MOODY'S INVESTORS SERVICE, INC.
Moody's short-term debt ratings, which are also applicable to
commercial paper investments permitted to be made by the Master Trust, are
opinions of the ability of issuers to repay punctually their senior debt
obligations which have an original maturity not exceeding one year. Moody's
employs the following designations, all judged to be investment grade, to
indicate the relative repayment capacity of rated issuers:
PRIME 1: Issuers (or related supporting institutions) rated PRIME-1
have a superior ability for repayment of short-term promissory obligations.

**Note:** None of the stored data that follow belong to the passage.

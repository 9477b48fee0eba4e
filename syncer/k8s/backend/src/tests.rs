use super::*;
use crate::{
    factory::kube_config,
    resources::{self, BLOCK},
    secrets::secret_data,
};
use calico_syncer_core::{
    apiconfig::KubeConfig,
    k8s::{kinds, ByteString, Secret},
    CalicoApiConfig, ClientFactory, IpNet, Key, ResourceKey, Value,
};
use kube::{api::DynamicObject, core::ErrorResponse};
use maplit::{btreemap, convert_args};
use pretty_assertions::assert_eq;

fn response(code: u16, reason: &str) -> kube::Error {
    kube::Error::Api(ErrorResponse {
        status: "Failure".to_string(),
        message: format!("request failed with {reason}"),
        reason: reason.to_string(),
        code,
    })
}

fn object(json: serde_json::Value) -> DynamicObject {
    serde_json::from_value(json).expect("object must deserialize")
}

#[test]
fn api_errors_map_to_datastore_errors() {
    assert_eq!(
        api_error(response(404, "NotFound"), "hep-1"),
        Error::ResourceDoesNotExist("hep-1".to_string())
    );
    assert_eq!(
        api_error(response(403, "Forbidden"), "hep-1"),
        Error::ConnectionUnauthorized("request failed with Forbidden".to_string())
    );
    assert_eq!(
        api_error(response(409, "AlreadyExists"), "hep-1"),
        Error::ResourceAlreadyExists("hep-1".to_string())
    );
    assert_eq!(
        api_error(response(409, "Conflict"), "hep-1"),
        Error::ResourceUpdateConflict("hep-1".to_string())
    );
    assert!(matches!(
        api_error(response(500, "InternalError"), "hep-1"),
        Error::Datastore(_)
    ));
}

#[test]
fn kinds_are_served_with_their_scope() {
    for kind in [
        kinds::WORKLOAD_ENDPOINT,
        kinds::SERVICE,
        kinds::ENDPOINTS,
    ] {
        assert!(resources::lookup(kind).unwrap().namespaced, "{kind}");
    }
    for kind in [
        kinds::REMOTE_CLUSTER_CONFIGURATION,
        kinds::HOST_ENDPOINT,
        kinds::PROFILE,
        kinds::NODE,
        kinds::IP_POOL,
    ] {
        assert!(!resources::lookup(kind).unwrap().namespaced, "{kind}");
    }

    let block = resources::lookup(BLOCK).unwrap();
    assert_eq!(block.api.kind, kinds::IPAM_BLOCK);
    assert_eq!(block.api.group, "projectcalico.org");

    assert!(resources::lookup("Gateway")
        .err()
        .expect("unknown kinds must fail")
        .is_unsupported());
}

#[test]
fn v1_keys_are_not_stored() {
    let key = Key::HostIp {
        hostname: "node-1".to_string(),
    };
    assert!(resources::locate(&key).err().unwrap().is_unsupported());

    let key = Key::Block {
        cidr: "10.0.1.0/26".parse().unwrap(),
    };
    let location = resources::locate(&key).unwrap();
    assert_eq!(location.kind, BLOCK);
    assert_eq!(location.name, "10-0-1-0-26");
}

#[test]
fn decodes_resources() {
    let obj = object(serde_json::json!({
        "apiVersion": "projectcalico.org/v3",
        "kind": "HostEndpoint",
        "metadata": {
            "name": "hep-1",
            "resourceVersion": "42",
            "labels": { "role": "gateway" },
        },
        "spec": {
            "node": "node-1",
            "interfaceName": "eth0",
        },
    }));

    let kv = resources::decode(kinds::HOST_ENDPOINT, obj).unwrap();
    assert_eq!(
        kv.key,
        Key::Resource(ResourceKey::new(kinds::HOST_ENDPOINT, "hep-1"))
    );
    assert_eq!(kv.revision, "42");
    let Some(Value::Resource(resource)) = kv.value else {
        panic!("expected a resource");
    };
    assert_eq!(
        resource.labels(),
        convert_args!(btreemap!("role" => "gateway"))
    );
}

#[test]
fn decodes_blocks_in_the_v1_model() {
    let obj = object(serde_json::json!({
        "apiVersion": "projectcalico.org/v3",
        "kind": "IPAMBlock",
        "metadata": { "name": "10-0-1-0-30", "resourceVersion": "7" },
        "spec": {
            "cidr": "10.0.1.0/30",
            "affinity": "host:node-1",
            "allocations": [0, null, null, null],
            "unallocated": [1, 2, 3],
            "attributes": [{ "handle_id": "pod-a", "secondary": { "node": "node-1" } }],
        },
    }));

    let kv = resources::decode(BLOCK, obj).unwrap();
    let cidr = "10.0.1.0/30".parse::<IpNet>().unwrap();
    assert_eq!(kv.key, Key::Block { cidr });
    assert_eq!(kv.revision, "7");
    let Some(Value::Block(block)) = kv.value else {
        panic!("expected a block");
    };
    assert_eq!(block.affinity.as_deref(), Some("host:node-1"));
    assert_eq!(block.allocations, vec![Some(0), None, None, None]);
    assert_eq!(block.unallocated, vec![1, 2, 3]);
    assert_eq!(block.attributes[0].handle_id.as_deref(), Some("pod-a"));

    // Written back, the block keeps its derived name.
    let encoded = resources::encode(&kv.key, &Value::Block(block)).unwrap();
    assert_eq!(encoded.metadata.name.as_deref(), Some("10-0-1-0-30"));
    assert_eq!(
        encoded.types.map(|t| t.kind).as_deref(),
        Some(kinds::IPAM_BLOCK)
    );
}

#[test]
fn invalid_objects_are_datastore_errors() {
    let obj = object(serde_json::json!({
        "apiVersion": "projectcalico.org/v3",
        "kind": "IPAMBlock",
        "metadata": { "name": "bad" },
        "spec": { "cidr": "not-a-cidr" },
    }));
    assert!(matches!(
        resources::decode(BLOCK, obj),
        Err(Error::Datastore(_))
    ));
}

#[test]
fn secret_data_is_decoded() {
    let secret = Secret {
        data: Some(btreemap! {
            "kubeconfig".to_string() => ByteString(b"apiVersion: v1".to_vec()),
        }),
        ..Default::default()
    };
    assert_eq!(
        secret_data(secret),
        btreemap! { "kubeconfig".to_string() => b"apiVersion: v1".to_vec() }
    );
    assert!(secret_data(Secret::default()).is_empty());
}

const KUBECONFIG: &str = r#"
apiVersion: v1
kind: Config
clusters:
- name: remote
  cluster:
    server: https://10.0.0.1:6443
    insecure-skip-tls-verify: true
users:
- name: syncer
  user:
    token: abc123
contexts:
- name: remote
  context:
    cluster: remote
    user: syncer
current-context: remote
"#;

#[tokio::test(flavor = "current_thread")]
async fn inline_kubeconfig_is_preferred() {
    let config = kube_config(&KubeConfig {
        kubeconfig_inline: KUBECONFIG.to_string(),
        kubeconfig: "/does/not/exist".to_string(),
        ..Default::default()
    })
    .await
    .unwrap();
    assert_eq!(config.cluster_url.host(), Some("10.0.0.1"));
    assert!(config.accept_invalid_certs);
}

#[tokio::test(flavor = "current_thread")]
async fn api_endpoint_config() {
    let config = kube_config(&KubeConfig {
        api_endpoint: "https://api.remote.example:6443".to_string(),
        insecure_skip_tls_verify: true,
        ..Default::default()
    })
    .await
    .unwrap();
    assert_eq!(config.cluster_url.host(), Some("api.remote.example"));
    assert!(config.accept_invalid_certs);

    assert!(matches!(
        kube_config(&KubeConfig::default()).await,
        Err(Error::InvalidConfig(_))
    ));
    assert!(matches!(
        kube_config(&KubeConfig {
            kubeconfig_inline: "clusters: [".to_string(),
            ..Default::default()
        })
        .await,
        Err(Error::InvalidConfig(_))
    ));
}

#[tokio::test(flavor = "current_thread")]
async fn etcd_is_not_supported() {
    let Err(error) = KubeClientFactory::default()
        .create_client(&CalicoApiConfig::default())
        .await
    else {
        panic!("etcd clients must not be created");
    };
    assert_eq!(
        error,
        Error::Datastore("etcdv3 datastore is not supported".to_string())
    );
}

PRIME-1 repayment ability will often be evidenced by the following
characteristics: (A) leading market positions in well-established
industries; (B) high rates of return on funds employed; (C) conservative
capitalization structures with moderate reliance on debt and ample asset
protection; (D) broad margins in earnings coverage of fixed financial charges
and high internal cash generation; and (E) well-established access to a range
of financial markets and assured sources of alternate liquidity.
PRIME-2: Issuers rated PRIME-2 (or related supporting institutions)
have a strong ability for repayment of senior short-term debt obligations.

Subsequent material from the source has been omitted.